*YOUR ASSIGNMENT:* For the data below, restate word for word only the lines from the line containing "pub fn hint(&self)" through the line containing "blank: the built-in", both ends included.

Stored items
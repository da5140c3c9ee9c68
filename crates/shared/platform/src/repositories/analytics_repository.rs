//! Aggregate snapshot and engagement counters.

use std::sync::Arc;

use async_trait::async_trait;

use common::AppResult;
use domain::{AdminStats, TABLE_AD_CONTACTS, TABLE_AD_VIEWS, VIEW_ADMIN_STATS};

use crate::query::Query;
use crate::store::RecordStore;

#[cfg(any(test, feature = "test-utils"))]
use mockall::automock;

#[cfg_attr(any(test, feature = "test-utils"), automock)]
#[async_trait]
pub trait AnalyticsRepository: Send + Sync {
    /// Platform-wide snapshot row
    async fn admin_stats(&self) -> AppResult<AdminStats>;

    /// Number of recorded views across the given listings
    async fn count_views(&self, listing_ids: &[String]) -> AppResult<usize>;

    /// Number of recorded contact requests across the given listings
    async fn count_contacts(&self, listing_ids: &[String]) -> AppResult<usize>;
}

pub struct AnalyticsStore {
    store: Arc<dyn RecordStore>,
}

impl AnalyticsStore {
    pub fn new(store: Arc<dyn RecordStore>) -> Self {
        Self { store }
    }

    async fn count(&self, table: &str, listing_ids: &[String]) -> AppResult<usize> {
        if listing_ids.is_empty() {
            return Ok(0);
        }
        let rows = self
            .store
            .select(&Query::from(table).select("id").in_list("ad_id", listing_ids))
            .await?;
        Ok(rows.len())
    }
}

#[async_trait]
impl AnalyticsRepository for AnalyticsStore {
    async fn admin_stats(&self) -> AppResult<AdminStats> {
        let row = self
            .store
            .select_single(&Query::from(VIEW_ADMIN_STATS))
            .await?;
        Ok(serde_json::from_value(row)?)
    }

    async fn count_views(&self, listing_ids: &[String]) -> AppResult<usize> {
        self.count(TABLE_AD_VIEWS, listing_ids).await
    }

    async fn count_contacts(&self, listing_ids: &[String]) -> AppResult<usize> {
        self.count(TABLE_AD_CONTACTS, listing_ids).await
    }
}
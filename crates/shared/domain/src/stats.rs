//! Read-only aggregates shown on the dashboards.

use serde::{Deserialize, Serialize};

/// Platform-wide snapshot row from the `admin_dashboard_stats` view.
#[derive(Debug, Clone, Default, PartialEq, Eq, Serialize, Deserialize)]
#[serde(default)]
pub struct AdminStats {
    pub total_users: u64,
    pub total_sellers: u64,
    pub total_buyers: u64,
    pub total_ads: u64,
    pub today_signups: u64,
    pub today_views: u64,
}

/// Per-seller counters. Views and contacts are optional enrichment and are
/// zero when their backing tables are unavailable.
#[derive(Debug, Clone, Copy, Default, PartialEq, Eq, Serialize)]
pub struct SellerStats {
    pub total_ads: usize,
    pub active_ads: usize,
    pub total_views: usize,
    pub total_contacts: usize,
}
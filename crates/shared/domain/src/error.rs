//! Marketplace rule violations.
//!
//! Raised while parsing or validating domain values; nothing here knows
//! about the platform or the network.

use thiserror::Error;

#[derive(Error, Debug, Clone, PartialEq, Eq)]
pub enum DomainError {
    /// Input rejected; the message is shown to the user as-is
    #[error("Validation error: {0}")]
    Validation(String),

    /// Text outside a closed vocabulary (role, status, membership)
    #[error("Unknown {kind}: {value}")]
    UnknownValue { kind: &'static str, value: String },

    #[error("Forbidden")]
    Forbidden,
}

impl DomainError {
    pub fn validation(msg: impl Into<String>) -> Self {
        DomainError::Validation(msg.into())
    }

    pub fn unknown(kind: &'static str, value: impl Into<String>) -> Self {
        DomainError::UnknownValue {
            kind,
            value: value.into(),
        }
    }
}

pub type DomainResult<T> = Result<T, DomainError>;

==

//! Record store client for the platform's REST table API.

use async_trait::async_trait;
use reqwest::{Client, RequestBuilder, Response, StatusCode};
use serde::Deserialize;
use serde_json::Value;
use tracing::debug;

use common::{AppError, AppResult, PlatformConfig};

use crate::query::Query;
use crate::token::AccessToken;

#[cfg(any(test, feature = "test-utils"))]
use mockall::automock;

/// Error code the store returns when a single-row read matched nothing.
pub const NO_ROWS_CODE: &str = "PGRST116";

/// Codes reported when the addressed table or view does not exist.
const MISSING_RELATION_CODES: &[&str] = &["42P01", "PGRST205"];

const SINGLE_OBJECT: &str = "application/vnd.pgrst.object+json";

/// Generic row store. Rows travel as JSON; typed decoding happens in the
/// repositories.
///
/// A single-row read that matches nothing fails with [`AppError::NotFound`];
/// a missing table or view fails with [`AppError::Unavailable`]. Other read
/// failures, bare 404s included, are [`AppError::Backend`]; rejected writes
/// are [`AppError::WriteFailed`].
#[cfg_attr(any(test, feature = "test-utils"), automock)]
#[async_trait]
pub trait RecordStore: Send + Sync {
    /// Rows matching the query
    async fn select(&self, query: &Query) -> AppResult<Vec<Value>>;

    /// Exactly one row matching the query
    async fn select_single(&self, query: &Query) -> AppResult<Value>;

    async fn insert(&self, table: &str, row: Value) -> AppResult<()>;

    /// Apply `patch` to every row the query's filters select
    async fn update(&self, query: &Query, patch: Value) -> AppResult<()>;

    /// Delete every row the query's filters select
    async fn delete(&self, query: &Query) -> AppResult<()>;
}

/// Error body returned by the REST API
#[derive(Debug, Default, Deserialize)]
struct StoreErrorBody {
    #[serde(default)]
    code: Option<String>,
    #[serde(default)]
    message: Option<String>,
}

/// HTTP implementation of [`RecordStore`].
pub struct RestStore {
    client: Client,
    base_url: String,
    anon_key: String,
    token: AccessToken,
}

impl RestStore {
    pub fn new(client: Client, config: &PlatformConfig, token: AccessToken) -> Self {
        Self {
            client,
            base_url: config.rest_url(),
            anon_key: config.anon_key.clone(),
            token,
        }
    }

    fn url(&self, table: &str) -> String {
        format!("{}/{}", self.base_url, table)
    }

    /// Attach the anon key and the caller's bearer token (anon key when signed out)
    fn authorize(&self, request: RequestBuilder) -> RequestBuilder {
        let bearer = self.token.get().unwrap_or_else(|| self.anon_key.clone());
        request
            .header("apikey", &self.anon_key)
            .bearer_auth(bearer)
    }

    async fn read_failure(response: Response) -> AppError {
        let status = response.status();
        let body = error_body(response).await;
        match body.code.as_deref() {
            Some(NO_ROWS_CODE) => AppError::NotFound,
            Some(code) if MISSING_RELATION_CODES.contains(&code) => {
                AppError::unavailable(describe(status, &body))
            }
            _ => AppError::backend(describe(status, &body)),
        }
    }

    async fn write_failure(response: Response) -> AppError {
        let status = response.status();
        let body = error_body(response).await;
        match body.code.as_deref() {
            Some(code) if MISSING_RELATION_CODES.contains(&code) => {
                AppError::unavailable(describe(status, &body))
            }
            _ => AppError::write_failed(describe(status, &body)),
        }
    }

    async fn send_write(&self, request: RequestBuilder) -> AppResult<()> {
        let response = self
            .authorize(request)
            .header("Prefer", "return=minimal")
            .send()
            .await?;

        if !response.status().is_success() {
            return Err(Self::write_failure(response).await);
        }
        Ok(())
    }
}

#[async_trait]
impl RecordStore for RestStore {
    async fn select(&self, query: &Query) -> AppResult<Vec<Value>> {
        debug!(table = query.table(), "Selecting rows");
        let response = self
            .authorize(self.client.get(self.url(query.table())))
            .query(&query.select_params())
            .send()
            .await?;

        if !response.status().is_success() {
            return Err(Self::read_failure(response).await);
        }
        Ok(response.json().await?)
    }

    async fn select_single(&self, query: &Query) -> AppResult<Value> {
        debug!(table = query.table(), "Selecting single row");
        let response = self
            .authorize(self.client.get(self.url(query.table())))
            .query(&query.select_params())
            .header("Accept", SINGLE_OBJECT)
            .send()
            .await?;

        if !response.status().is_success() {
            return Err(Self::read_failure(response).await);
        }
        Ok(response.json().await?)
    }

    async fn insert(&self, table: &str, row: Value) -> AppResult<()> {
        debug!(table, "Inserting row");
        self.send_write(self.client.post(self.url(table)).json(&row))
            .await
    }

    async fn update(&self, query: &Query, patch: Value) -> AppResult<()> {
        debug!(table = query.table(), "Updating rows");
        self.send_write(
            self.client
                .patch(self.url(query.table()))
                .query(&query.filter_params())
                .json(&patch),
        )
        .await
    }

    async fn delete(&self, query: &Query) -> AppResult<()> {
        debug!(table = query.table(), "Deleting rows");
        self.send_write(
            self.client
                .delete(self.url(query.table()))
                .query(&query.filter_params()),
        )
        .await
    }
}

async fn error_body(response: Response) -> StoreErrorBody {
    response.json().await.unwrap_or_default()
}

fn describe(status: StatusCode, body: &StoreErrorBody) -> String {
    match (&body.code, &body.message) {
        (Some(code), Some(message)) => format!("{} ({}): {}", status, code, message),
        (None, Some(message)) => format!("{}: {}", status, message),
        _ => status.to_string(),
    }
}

...

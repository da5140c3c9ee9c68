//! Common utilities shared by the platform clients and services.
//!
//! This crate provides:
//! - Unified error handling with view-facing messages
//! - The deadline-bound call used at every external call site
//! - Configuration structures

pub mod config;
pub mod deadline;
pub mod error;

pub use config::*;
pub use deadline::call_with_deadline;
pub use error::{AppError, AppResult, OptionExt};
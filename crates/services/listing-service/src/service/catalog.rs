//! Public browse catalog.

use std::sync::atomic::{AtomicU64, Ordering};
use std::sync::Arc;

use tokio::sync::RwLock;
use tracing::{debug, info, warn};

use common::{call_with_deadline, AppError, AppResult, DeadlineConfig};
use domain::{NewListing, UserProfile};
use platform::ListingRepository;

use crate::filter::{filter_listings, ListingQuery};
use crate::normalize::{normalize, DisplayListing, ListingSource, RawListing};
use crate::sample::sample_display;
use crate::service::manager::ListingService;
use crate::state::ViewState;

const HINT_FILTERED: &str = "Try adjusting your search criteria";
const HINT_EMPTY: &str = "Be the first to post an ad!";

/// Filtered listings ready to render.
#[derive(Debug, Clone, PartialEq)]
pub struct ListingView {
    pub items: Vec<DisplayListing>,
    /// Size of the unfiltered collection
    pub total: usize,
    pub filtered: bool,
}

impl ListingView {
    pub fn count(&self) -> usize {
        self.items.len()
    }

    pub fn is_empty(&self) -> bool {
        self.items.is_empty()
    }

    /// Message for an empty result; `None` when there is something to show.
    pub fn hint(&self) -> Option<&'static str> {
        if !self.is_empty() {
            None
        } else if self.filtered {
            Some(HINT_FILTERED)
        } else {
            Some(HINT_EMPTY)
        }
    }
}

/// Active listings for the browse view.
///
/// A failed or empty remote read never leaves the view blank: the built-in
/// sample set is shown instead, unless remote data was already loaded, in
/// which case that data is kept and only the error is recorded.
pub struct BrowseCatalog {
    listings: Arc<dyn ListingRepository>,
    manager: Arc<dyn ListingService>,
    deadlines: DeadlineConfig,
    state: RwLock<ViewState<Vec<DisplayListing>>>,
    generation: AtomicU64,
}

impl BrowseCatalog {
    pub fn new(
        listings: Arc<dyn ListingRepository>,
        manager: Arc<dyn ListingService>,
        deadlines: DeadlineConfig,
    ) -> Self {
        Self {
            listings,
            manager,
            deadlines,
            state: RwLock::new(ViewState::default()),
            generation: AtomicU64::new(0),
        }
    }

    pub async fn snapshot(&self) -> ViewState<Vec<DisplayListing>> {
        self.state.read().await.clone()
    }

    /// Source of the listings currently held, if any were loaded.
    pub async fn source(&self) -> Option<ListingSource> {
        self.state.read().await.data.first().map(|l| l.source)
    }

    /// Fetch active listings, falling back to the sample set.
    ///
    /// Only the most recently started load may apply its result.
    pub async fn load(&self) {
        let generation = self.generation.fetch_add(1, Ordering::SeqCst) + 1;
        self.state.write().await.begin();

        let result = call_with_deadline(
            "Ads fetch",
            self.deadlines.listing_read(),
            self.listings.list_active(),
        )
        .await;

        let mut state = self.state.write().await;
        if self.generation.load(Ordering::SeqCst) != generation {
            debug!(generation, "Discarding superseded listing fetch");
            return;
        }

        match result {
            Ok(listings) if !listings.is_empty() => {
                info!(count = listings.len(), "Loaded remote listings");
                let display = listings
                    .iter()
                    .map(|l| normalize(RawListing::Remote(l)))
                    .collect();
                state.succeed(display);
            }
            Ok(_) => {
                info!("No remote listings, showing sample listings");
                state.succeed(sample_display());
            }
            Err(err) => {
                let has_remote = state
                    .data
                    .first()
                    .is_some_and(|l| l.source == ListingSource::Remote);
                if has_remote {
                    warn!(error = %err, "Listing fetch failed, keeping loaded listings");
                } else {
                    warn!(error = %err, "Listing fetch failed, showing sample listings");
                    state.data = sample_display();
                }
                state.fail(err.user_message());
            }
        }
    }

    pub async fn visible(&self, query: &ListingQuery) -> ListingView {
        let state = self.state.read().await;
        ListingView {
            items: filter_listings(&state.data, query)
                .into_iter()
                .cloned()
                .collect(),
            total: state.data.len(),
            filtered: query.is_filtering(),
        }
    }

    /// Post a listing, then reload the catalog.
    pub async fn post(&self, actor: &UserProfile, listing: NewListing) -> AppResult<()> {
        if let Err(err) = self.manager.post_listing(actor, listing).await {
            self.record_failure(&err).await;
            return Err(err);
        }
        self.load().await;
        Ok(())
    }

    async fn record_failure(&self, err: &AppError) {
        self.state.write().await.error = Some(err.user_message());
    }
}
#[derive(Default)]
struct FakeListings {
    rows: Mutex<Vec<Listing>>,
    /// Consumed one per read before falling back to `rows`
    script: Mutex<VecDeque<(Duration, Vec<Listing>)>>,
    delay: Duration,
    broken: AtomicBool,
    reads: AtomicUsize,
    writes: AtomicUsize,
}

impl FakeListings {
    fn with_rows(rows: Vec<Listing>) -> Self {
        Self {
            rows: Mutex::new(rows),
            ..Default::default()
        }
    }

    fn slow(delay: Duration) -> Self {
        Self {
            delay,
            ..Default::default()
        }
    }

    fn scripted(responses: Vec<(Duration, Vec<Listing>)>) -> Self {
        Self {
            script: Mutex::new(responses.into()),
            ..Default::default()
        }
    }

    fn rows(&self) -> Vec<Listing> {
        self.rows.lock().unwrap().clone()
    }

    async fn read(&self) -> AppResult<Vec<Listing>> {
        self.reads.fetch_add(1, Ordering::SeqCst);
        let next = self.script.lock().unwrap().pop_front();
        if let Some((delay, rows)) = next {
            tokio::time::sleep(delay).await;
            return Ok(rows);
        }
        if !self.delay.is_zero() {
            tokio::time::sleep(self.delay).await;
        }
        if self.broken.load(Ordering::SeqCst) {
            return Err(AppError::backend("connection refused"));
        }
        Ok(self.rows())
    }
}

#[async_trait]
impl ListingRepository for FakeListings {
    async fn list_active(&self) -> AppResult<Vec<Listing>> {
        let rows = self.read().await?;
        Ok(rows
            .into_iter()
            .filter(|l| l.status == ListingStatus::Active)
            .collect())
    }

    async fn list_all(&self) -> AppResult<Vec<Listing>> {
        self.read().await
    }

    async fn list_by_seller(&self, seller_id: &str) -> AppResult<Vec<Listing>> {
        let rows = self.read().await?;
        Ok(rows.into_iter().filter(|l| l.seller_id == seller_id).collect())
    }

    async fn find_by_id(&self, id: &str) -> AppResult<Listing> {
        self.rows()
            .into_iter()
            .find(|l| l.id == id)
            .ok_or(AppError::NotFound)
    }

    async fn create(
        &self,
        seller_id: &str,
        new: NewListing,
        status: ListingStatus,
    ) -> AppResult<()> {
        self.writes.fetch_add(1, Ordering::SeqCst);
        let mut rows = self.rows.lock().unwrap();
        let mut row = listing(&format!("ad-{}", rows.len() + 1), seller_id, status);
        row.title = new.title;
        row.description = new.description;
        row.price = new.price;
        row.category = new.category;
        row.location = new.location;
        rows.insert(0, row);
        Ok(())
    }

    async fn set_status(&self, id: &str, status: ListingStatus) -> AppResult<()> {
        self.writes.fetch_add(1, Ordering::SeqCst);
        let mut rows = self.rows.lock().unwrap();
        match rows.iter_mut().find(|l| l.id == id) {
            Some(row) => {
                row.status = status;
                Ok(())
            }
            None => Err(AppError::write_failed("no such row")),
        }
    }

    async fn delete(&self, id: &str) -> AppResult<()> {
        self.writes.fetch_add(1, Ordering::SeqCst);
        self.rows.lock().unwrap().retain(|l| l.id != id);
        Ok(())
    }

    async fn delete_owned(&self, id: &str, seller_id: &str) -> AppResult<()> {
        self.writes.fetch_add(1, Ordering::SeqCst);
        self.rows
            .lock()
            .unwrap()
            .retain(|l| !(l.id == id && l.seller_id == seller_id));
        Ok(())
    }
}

*WRITTEN ANSWER:*
    pub fn hint(&self) -> Option<&'static str> {
        if !self.is_empty() {
            None
        } else if self.filtered {
            Some(HINT_FILTERED)
        } else {
            Some(HINT_EMPTY)
        }
    }
}

/// Active listings for the browse view.
///
/// A failed or empty remote read never leaves the view blank: the built-in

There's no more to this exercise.